--- Data to use Enclosed Below ---

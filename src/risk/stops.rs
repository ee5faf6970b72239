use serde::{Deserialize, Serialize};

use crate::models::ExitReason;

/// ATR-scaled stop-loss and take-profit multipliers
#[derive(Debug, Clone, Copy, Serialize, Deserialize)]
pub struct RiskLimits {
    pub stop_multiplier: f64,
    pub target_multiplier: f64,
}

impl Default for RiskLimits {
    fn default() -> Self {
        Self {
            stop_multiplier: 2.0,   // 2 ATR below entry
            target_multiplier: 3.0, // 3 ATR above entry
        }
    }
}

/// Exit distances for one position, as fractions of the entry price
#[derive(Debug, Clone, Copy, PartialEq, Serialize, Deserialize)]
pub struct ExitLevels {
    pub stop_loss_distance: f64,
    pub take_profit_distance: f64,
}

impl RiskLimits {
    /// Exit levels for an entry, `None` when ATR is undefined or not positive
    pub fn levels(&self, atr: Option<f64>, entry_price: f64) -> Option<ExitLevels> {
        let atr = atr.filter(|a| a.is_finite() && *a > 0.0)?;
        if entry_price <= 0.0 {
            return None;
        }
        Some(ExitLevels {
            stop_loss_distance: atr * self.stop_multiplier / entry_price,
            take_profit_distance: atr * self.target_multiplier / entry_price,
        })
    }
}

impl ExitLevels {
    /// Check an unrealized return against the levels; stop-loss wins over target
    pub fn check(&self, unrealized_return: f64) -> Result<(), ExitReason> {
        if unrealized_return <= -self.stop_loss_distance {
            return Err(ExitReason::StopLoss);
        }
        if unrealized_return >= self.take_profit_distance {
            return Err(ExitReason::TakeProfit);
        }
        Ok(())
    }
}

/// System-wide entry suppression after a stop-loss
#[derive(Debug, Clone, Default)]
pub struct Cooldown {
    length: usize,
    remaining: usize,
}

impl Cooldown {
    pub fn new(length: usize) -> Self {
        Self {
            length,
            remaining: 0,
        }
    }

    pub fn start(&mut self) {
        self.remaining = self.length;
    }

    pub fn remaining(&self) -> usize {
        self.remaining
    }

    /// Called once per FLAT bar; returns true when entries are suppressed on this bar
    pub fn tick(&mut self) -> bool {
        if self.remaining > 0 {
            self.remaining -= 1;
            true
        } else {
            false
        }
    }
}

--- End of Enclosed Data to use ---
--- Data to use Enclosed Below ---

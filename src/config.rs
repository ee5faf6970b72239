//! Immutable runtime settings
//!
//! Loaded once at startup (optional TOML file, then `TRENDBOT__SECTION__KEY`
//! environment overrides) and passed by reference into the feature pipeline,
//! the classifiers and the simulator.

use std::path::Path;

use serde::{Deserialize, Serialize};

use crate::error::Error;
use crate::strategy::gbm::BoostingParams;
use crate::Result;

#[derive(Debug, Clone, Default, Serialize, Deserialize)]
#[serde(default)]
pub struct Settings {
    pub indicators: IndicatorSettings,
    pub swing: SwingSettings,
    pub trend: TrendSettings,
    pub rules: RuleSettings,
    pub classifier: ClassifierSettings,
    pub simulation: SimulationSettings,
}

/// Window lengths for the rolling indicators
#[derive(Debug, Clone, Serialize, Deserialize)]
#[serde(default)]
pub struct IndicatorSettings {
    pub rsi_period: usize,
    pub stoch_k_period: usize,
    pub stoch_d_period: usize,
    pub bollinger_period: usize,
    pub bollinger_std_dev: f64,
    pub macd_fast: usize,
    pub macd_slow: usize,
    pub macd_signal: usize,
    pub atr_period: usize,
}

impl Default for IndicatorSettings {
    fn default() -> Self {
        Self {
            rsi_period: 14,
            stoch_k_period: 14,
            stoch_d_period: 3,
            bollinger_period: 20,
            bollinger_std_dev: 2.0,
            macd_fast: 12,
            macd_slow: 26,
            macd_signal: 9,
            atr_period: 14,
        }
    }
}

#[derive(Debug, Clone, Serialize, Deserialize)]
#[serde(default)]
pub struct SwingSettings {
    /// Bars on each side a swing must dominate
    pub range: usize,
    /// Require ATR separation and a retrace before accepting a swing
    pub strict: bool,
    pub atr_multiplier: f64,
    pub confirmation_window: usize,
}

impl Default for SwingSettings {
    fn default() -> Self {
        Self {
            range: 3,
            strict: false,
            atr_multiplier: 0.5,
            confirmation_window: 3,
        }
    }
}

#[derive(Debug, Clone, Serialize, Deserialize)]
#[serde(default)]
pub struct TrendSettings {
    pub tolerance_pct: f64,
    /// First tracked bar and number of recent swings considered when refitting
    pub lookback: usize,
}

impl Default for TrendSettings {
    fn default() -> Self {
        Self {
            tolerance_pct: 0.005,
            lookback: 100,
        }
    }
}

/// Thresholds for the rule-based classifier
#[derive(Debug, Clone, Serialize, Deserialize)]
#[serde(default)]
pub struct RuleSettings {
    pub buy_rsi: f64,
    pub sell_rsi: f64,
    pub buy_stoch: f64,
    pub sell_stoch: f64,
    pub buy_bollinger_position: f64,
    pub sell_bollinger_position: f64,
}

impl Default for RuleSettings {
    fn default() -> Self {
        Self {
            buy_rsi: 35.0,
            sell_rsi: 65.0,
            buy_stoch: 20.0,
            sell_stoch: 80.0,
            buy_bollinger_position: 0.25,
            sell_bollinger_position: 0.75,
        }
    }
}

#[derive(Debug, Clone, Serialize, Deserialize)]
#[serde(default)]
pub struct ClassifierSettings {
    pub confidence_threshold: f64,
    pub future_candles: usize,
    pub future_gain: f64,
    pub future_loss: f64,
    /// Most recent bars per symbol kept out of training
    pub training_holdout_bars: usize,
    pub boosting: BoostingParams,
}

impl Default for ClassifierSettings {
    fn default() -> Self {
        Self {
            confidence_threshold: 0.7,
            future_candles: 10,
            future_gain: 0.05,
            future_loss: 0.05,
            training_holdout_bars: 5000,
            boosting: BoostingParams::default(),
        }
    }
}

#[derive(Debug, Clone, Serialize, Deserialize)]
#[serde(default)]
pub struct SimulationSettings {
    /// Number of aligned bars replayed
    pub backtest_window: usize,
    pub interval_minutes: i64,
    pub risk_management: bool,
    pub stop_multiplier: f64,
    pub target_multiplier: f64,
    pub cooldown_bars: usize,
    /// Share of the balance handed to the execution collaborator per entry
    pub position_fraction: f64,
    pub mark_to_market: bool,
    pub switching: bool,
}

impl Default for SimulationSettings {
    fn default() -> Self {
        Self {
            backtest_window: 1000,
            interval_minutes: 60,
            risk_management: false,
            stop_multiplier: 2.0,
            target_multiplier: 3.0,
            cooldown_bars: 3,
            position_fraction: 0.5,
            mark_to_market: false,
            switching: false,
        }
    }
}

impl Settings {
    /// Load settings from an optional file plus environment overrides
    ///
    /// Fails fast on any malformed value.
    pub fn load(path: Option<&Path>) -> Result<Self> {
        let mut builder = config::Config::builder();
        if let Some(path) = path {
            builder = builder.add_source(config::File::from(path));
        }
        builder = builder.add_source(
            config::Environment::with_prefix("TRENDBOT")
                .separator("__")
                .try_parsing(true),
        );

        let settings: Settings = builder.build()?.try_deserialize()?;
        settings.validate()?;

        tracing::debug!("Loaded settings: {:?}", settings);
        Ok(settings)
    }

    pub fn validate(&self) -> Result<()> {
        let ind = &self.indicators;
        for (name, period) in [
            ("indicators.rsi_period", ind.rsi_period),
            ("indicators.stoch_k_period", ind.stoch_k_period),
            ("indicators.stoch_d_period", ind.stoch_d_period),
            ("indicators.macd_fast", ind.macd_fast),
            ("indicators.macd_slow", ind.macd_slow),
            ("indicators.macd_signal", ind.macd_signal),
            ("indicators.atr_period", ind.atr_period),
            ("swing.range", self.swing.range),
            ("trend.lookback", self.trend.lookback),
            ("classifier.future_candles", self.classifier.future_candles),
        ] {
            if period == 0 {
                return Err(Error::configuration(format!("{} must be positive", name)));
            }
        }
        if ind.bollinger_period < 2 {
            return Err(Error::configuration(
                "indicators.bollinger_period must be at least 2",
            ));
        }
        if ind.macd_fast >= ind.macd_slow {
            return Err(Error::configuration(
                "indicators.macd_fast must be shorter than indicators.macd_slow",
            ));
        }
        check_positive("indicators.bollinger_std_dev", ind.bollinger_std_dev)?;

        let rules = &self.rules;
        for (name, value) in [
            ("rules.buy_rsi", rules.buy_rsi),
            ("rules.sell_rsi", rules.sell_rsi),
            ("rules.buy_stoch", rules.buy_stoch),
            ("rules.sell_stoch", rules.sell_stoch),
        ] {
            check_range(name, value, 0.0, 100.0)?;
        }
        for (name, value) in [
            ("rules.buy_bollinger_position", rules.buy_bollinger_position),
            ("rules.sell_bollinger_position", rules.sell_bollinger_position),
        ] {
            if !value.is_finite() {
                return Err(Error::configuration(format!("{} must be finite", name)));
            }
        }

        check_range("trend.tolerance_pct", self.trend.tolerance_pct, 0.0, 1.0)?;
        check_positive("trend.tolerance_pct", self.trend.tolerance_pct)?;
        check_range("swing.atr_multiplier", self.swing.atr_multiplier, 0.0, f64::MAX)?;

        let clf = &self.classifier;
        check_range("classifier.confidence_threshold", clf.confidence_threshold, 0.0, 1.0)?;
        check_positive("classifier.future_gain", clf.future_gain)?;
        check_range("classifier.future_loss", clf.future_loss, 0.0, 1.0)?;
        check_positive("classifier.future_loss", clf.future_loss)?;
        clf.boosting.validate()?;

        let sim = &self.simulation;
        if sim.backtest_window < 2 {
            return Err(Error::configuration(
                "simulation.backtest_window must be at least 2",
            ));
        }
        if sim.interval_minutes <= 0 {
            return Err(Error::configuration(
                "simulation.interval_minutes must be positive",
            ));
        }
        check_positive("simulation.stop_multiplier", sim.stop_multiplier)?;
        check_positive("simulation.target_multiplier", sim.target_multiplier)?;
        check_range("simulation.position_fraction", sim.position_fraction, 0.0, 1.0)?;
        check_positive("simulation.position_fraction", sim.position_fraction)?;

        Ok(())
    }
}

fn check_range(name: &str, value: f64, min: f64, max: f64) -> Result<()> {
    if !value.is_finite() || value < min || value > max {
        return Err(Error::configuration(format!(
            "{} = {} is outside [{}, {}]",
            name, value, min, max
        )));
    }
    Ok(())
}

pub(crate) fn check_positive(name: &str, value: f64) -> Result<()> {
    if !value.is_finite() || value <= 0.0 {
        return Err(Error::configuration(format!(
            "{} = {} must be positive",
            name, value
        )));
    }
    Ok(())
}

--- End of Enclosed Data to use ---
--- Data to use Enclosed Below ---

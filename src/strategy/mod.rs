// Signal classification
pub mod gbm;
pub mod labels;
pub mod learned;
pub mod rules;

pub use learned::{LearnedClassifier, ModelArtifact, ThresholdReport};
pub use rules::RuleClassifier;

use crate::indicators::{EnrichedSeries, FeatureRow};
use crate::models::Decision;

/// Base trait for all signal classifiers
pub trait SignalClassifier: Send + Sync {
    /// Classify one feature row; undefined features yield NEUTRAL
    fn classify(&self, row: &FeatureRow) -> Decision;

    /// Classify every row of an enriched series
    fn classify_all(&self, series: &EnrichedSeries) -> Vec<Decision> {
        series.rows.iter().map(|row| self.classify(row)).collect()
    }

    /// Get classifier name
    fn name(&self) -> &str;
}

--- End of Enclosed Data to use ---

- _Exercise aim_: Looking at the data above, return every line from the one with "filename src/risk/stops.rs" down to the one with "pub struct RiskLimits", exactly and inclusively.

- _Reply to the exercise_:
filename src/risk/stops.rs
repository ee5faf6970b72239
use serde::{Deserialize, Serialize};

use crate::models::ExitReason;

/// ATR-scaled stop-loss and take-profit multipliers
#[derive(Debug, Clone, Copy, Serialize, Deserialize)]
pub struct RiskLimits {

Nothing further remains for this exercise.